As they left Pallas between themselves and the sun, it became a

crescent and finally disappeared.



Two days later they sighted another asteroid exactly ahead. They

examined it closely, and concluded it must be Hilda, put down in

the astronomies as No. 153, and having almost the greatest mean

distance of any of these small bodies from the sun.



When they were so near that the disk was plainly visible to the

unaided eye, Hilda passed between them and Jupiter, eclipsing it.

To their surprise, the light was not instantly shut off, as when

the moon occults a star, but there was evident refraction.



"By George!" said Bearwarden, "here is an asteroid that HAS an

atmosphere."



There was no mistaking it. They soon discovered a small ice-cap

at one pole, and then made out oceans and continents, with

mountains, forests, rivers, and green fields. The sight lasted

but a few moments before they swept by, but they secured several

photographs, and carried a vivid impression in their minds.

Hilda appeared to be about two hundred miles in diameter.



"How do you account for that living world," Bearwarden asked

Cortlandt, "on your theory of size and longevity?"



"There are two explanations," replied Cortlandt, "if the theory,

as I still believe, is correct.
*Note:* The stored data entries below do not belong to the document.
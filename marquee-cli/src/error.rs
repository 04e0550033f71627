use thiserror::Error;

/// Errors that can occur during CLI command execution.
#[derive(Debug, Error)]
pub(crate) enum CliError {
    /// I/O error
    #[error("{0}")]
    Io(#[from] std::io::Error),

    /// Opening or migrating the database failed
    #[error("Database error: {0}")]
    Schema(#[from] marquee_db::SchemaError),

    /// Database operation failed
    #[error("Database error: {0}")]
    Database(#[from] marquee_db::OperationError),

    /// Report generation failed
    #[error("Report error: {0}")]
    Report(#[from] marquee_report::ReportError),

    /// Date/time argument could not be parsed
    #[error("{0}")]
    Time(#[from] marquee_facility::time::TimeError),

    /// Fixture loading failed
    #[error("Fixture error: {0}")]
    Fixture(#[from] marquee_facility::FixtureError),

    /// Bad command-line argument combination or value
    #[error("{0}")]
    InvalidArgument(String),

    /// Configuration error
    #[error("Config error: {0}")]
    Config(String),
}

impl CliError {
    pub(crate) fn invalid(msg: impl Into<String>) -> Self {
        Self::InvalidArgument(msg.into())
    }

    pub(crate) fn config(msg: impl Into<String>) -> Self {
        Self::Config(msg.into())
    }
}
//! Database seeding: built-in demo data and YAML fixtures.

use marquee_facility::time::DAY_MS;
use marquee_facility::types::*;
use marquee_facility::yaml::CinemaFixture;
use rusqlite::Connection;

use crate::operations::{
    insert_cinema, insert_equipment, insert_event, insert_inventory_item, insert_room,
    insert_task, OperationError,
};

/// Per-entity insert counts from a seeding run.
#[derive(Debug, Default)]
pub struct SeedStats {
    pub cinemas: usize,
    pub rooms: usize,
    pub equipment: usize,
    pub inventory: usize,
    pub tasks: usize,
    pub events: usize,
}

fn blank_room(cinema_id: i64) -> Room {
    Room {
        id: 0,
        cinema_id,
        name: None,
        location: None,
        status: RoomStatus::Active,
        status_reason: None,
        screen_type: None,
        sound_system: None,
        seating: None,
        lamp: None,
        preventive: PreventiveSchedule::default(),
        created_at: String::new(),
    }
}

fn blank_equipment(room_id: i64, cinema_id: i64, name: &str, description: &str) -> Equipment {
    Equipment {
        id: 0,
        room_id,
        cinema_id,
        name: name.to_string(),
        description: description.to_string(),
        category: EquipmentCategory::Other,
        status: EquipmentStatus::Operational,
        ip_address: None,
        install_date: None,
        cost: None,
        last_maintenance: None,
        next_maintenance: None,
        serial_number: None,
        model: None,
        manufacturer: None,
        lumens: None,
        resolution: None,
        lamp_hours: None,
        max_lamp_hours: None,
        channels: None,
        power: None,
        frequency: None,
        capacity_btu: None,
        temperature_range: None,
        mac_address: None,
        ip_range: None,
        port_count: None,
        created_at: String::new(),
    }
}

fn fresh_preventive(now: i64) -> PreventiveSchedule {
    PreventiveSchedule {
        next_a: Some(now + 30 * DAY_MS),
        next_b: Some(now + 90 * DAY_MS),
        next_c: Some(now + 365 * DAY_MS),
        ..Default::default()
    }
}

/// Insert the built-in demo data set: three cinemas, seven rooms, sample
/// equipment for the first screen, two tasks, and a scheduled event.
pub fn seed_demo(conn: &Connection, now: i64) -> Result<SeedStats, OperationError> {
    let mut stats = SeedStats::default();

    let downtown = insert_cinema(conn, "Downtown 8", "Downtown Mall")?;
    let riverside = insert_cinema(conn, "Riverside", "Riverside Shopping Center")?;
    let grand_plaza = insert_cinema(conn, "Grand Plaza", "Grand Plaza Mall")?;
    stats.cinemas = 3;

    let screen = |cinema_id: i64,
                      name: &str,
                      status: RoomStatus,
                      screen_type: &str,
                      sound: &str,
                      seats: Seating|
     -> Result<i64, OperationError> {
        let mut room = blank_room(cinema_id);
        room.name = Some(name.to_string());
        room.status = status;
        room.screen_type = Some(screen_type.to_string());
        room.sound_system = Some(sound.to_string());
        room.seating = Some(seats);
        room.preventive = fresh_preventive(now);
        insert_room(conn, &room)
    };

    let seats = |standard: u32, premium: u32, vip: u32| Seating {
        standard,
        premium,
        vip,
    };

    let screen1 = screen(
        downtown,
        "Screen 1",
        RoomStatus::Active,
        "2D/3D",
        "Dolby Atmos 7.1",
        seats(120, 24, 6),
    )?;
    let screen2 = screen(
        downtown,
        "Screen 2",
        RoomStatus::Active,
        "2D/3D",
        "Dolby Atmos 7.1",
        seats(96, 18, 6),
    )?;
    let screen3 = screen(
        downtown,
        "Screen 3",
        RoomStatus::Maintenance,
        "IMAX",
        "IMAX Sound System",
        seats(160, 30, 10),
    )?;
    screen(
        riverside,
        "Screen 1",
        RoomStatus::Active,
        "2D/3D",
        "Dolby Digital 5.1",
        seats(80, 16, 4),
    )?;
    screen(
        riverside,
        "Screen 2",
        RoomStatus::Active,
        "2D",
        "Dolby Digital 5.1",
        seats(66, 10, 4),
    )?;
    screen(
        grand_plaza,
        "Screen 1",
        RoomStatus::Active,
        "2D/3D/4DX",
        "Dolby Atmos 9.1",
        seats(140, 30, 10),
    )?;
    screen(
        grand_plaza,
        "Screen 2",
        RoomStatus::Stopped,
        "2D",
        "Dolby Digital 5.1",
        seats(74, 12, 4),
    )?;
    stats.rooms = 7;

    let year_ago = now - 365 * DAY_MS;

    let mut projector = blank_equipment(
        screen1,
        downtown,
        "Christie CP2230 Projector",
        "2K DLP digital cinema projector",
    );
    projector.category = EquipmentCategory::Projection;
    projector.serial_number = Some("CP2230-001".to_string());
    projector.model = Some("CP2230".to_string());
    projector.manufacturer = Some("Christie".to_string());
    projector.lumens = Some(4000);
    projector.resolution = Some("2K (2048x1080)".to_string());
    projector.lamp_hours = Some(1200);
    projector.max_lamp_hours = Some(2000);
    projector.install_date = Some(year_ago);
    projector.cost = Some(85_000.0);
    insert_equipment(conn, &projector)?;

    let mut processor = blank_equipment(
        screen1,
        downtown,
        "Dolby CP750 Sound Processor",
        "Digital audio processor for Dolby Atmos",
    );
    processor.category = EquipmentCategory::Sound;
    processor.serial_number = Some("CP750-001".to_string());
    processor.model = Some("CP750".to_string());
    processor.manufacturer = Some("Dolby".to_string());
    processor.channels = Some(16);
    processor.power = Some(1000);
    processor.frequency = Some("20Hz - 20kHz".to_string());
    processor.install_date = Some(year_ago);
    processor.cost = Some(25_000.0);
    insert_equipment(conn, &processor)?;

    let mut hvac = blank_equipment(
        screen1,
        downtown,
        "Central Air Conditioning",
        "Central climate system for the auditorium",
    );
    hvac.category = EquipmentCategory::Climate;
    hvac.serial_number = Some("AC-001".to_string());
    hvac.model = Some("VRF-60".to_string());
    hvac.manufacturer = Some("Carrier".to_string());
    hvac.capacity_btu = Some(60_000);
    hvac.temperature_range = Some("18°C - 24°C".to_string());
    hvac.install_date = Some(year_ago);
    hvac.cost = Some(15_000.0);
    insert_equipment(conn, &hvac)?;
    stats.equipment = 3;

    insert_task(
        conn,
        &Task {
            id: 0,
            cinema_id: downtown,
            room_id: Some(screen1),
            equipment_id: None,
            title: "Weekly auditorium cleaning".to_string(),
            description: "Full cleaning of the room including seats and screen".to_string(),
            priority: TaskPriority::Medium,
            status: TaskStatus::Todo,
            assigned_to: None,
            due_date: Some(now + 7 * DAY_MS),
            category: TaskCategory::Cleaning,
            estimated_hours: Some(2.0),
            actual_hours: None,
            cost: None,
            created_at: String::new(),
        },
    )?;
    insert_task(
        conn,
        &Task {
            id: 0,
            cinema_id: downtown,
            room_id: Some(screen3),
            equipment_id: None,
            title: "Projector preventive maintenance".to_string(),
            description: "Inspection and cleaning of the IMAX projection system".to_string(),
            priority: TaskPriority::High,
            status: TaskStatus::InProgress,
            assigned_to: None,
            due_date: Some(now + 2 * DAY_MS),
            category: TaskCategory::PreventiveA,
            estimated_hours: Some(4.0),
            actual_hours: None,
            cost: None,
            created_at: String::new(),
        },
    )?;
    stats.tasks = 2;

    insert_event(
        conn,
        &Event {
            id: 0,
            cinema_id: downtown,
            room_id: Some(screen2),
            title: "Monthly preventive maintenance".to_string(),
            description: Some("General equipment check".to_string()),
            start_time: now + 3 * DAY_MS,
            end_time: now + 3 * DAY_MS + 4 * 60 * 60 * 1000,
            kind: EventKind::Preventive,
            status: EventStatus::Scheduled,
            assigned_to: None,
            priority: Some(TaskPriority::Medium),
            created_at: String::new(),
        },
    )?;
    stats.events = 1;

    Ok(stats)
}

/// Insert loaded YAML fixtures: each cinema with its nested rooms,
/// equipment, and inventory.
pub fn seed_from_fixtures(
    conn: &Connection,
    fixtures: &[CinemaFixture],
) -> Result<SeedStats, OperationError> {
    let mut stats = SeedStats::default();

    for fixture in fixtures {
        let cinema_id = insert_cinema(conn, &fixture.name, &fixture.location)?;
        stats.cinemas += 1;

        for room_fixture in &fixture.rooms {
            let room = Room {
                id: 0,
                cinema_id,
                name: room_fixture.name.clone(),
                location: room_fixture.location.clone(),
                status: room_fixture.status,
                status_reason: room_fixture.status_reason.clone(),
                screen_type: room_fixture.screen_type.clone(),
                sound_system: room_fixture.sound_system.clone(),
                seating: room_fixture.seating,
                lamp: room_fixture.lamp.clone(),
                preventive: room_fixture.preventive,
                created_at: String::new(),
            };
            let room_id = insert_room(conn, &room)?;
            stats.rooms += 1;

            for eq_fixture in &room_fixture.equipment {
                let mut eq = blank_equipment(
                    room_id,
                    cinema_id,
                    &eq_fixture.name,
                    &eq_fixture.description,
                );
                eq.category = eq_fixture.category;
                eq.status = eq_fixture.status;
                eq.ip_address = eq_fixture.ip_address.clone();
                eq.install_date = eq_fixture.install_date;
                eq.cost = eq_fixture.cost;
                eq.next_maintenance = eq_fixture.next_maintenance;
                eq.serial_number = eq_fixture.serial_number.clone();
                eq.model = eq_fixture.model.clone();
                eq.manufacturer = eq_fixture.manufacturer.clone();
                eq.lumens = eq_fixture.lumens;
                eq.resolution = eq_fixture.resolution.clone();
                eq.lamp_hours = eq_fixture.lamp_hours;
                eq.max_lamp_hours = eq_fixture.max_lamp_hours;
                eq.channels = eq_fixture.channels;
                eq.power = eq_fixture.power;
                eq.frequency = eq_fixture.frequency.clone();
                eq.capacity_btu = eq_fixture.capacity_btu;
                eq.temperature_range = eq_fixture.temperature_range.clone();
                eq.mac_address = eq_fixture.mac_address.clone();
                eq.ip_range = eq_fixture.ip_range.clone();
                eq.port_count = eq_fixture.port_count;
                insert_equipment(conn, &eq)?;
                stats.equipment += 1;
            }
        }

        for item_fixture in &fixture.inventory {
            let item = InventoryItem {
                id: 0,
                cinema_id,
                name: Some(item_fixture.name.clone()),
                description: item_fixture.description.clone(),
                quantity: item_fixture.quantity,
                category: item_fixture.category.clone(),
                location: item_fixture.location.clone(),
                min_quantity: item_fixture.min_quantity,
                cost: item_fixture.cost,
                supplier: item_fixture.supplier.clone(),
                notes: item_fixture.notes.clone(),
                created_at: String::new(),
            };
            insert_inventory_item(conn, &item)?;
            stats.inventory += 1;
        }
    }

    Ok(stats)
}
use std::fs;
use std::path::Path;

use marquee_facility::load_fixtures;
use marquee_facility::types::{EquipmentCategory, RoomStatus};
use tempfile::TempDir;

fn write_yaml(dir: &Path, name: &str, content: &str) {
    fs::write(dir.join(name), content).unwrap();
}

#[test]
fn load_cinema_fixture() {
    let tmp = TempDir::new().unwrap();

    write_yaml(
        tmp.path(),
        "downtown.yaml",
        r#"
name: "Downtown 8"
location: "Downtown Mall"
rooms:
  - name: "Screen 1"
    status: active
    screen_type: "2D/3D"
    sound_system: "Dolby Atmos 7.1"
    seating:
      standard: 120
      premium: 24
      vip: 6
    lamp:
      model: CP2230
      current_hours: 1200
      max_hours: 2000
      replaced_at: 1700000000000
    equipment:
      - name: "Christie CP2230"
        description: "2K digital cinema projector"
        category: projection
        lumens: 4000
        lamp_hours: 1200
        max_lamp_hours: 2000
  - name: "Screen 2"
    status: maintenance
    status_reason: "Sound processor fault"
inventory:
  - name: "Xenon lamp 3kW"
    quantity: 4
    min_quantity: 2
    category: projection
"#,
    );

    let fixtures = load_fixtures(tmp.path()).unwrap();
    assert_eq!(fixtures.len(), 1);

    let cinema = &fixtures[0];
    assert_eq!(cinema.name, "Downtown 8");
    assert_eq!(cinema.rooms.len(), 2);
    assert_eq!(cinema.inventory.len(), 1);

    let screen1 = &cinema.rooms[0];
    assert_eq!(screen1.status, RoomStatus::Active);
    assert_eq!(screen1.seating.unwrap().total(), 150);
    assert_eq!(screen1.lamp.as_ref().unwrap().max_hours, 2000);
    assert_eq!(screen1.equipment.len(), 1);
    assert_eq!(
        screen1.equipment[0].category,
        EquipmentCategory::Projection
    );

    let screen2 = &cinema.rooms[1];
    assert_eq!(screen2.status, RoomStatus::Maintenance);
    assert_eq!(
        screen2.status_reason.as_deref(),
        Some("Sound processor fault")
    );
    assert!(screen2.lamp.is_none());
}

#[test]
fn fixtures_sorted_by_file_name() {
    let tmp = TempDir::new().unwrap();
    write_yaml(tmp.path(), "b-second.yaml", "name: Second\nlocation: B\n");
    write_yaml(tmp.path(), "a-first.yaml", "name: First\nlocation: A\n");
    // Non-YAML files are ignored
    write_yaml(tmp.path(), "notes.txt", "not yaml");

    let fixtures = load_fixtures(tmp.path()).unwrap();
    let names: Vec<_> = fixtures.iter().map(|f| f.name.as_str()).collect();
    assert_eq!(names, vec!["First", "Second"]);
}

#[test]
fn missing_directory_errors() {
    let tmp = TempDir::new().unwrap();
    let missing = tmp.path().join("nope");
    assert!(load_fixtures(&missing).is_err());
}

#[test]
fn malformed_yaml_errors() {
    let tmp = TempDir::new().unwrap();
    write_yaml(tmp.path(), "bad.yaml", "name: [unclosed\n");
    assert!(load_fixtures(tmp.path()).is_err());
}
Hilda has either been brought to

this system from some other less matured, in the train of a

comet, and been captured by the immense power of "Jupiter, which

might account for the eccentricity of its orbit, or some accident

has happened to rejuvenate it here. A collision with another

minor planet moving in an orbit that crossed its own, or with the

head of a large comet, would have reconverted it into a star,

perhaps after it had long been cold. A comet may first have so

changed the course of one of two small bodies as to make them

collide. This seems to me the most plausible theory. Over a

hundred years ago the English astronomer, Chambers, wrote of

having found traces of atmosphere in some of these minor planets,

but it was generally thought he was mistaken. One reason we know

so little about this great swarm of minor planets is, that till

recently none of them showed a disk to the telescope. Inasmuch

as only their light was visible, they were indistinguishable from

stars, except by their slow motion. A hundred years ago only

three hundred and fifty had been discovered; our photographic

star-charts have since then shown the number recorded to exceed

one thousand."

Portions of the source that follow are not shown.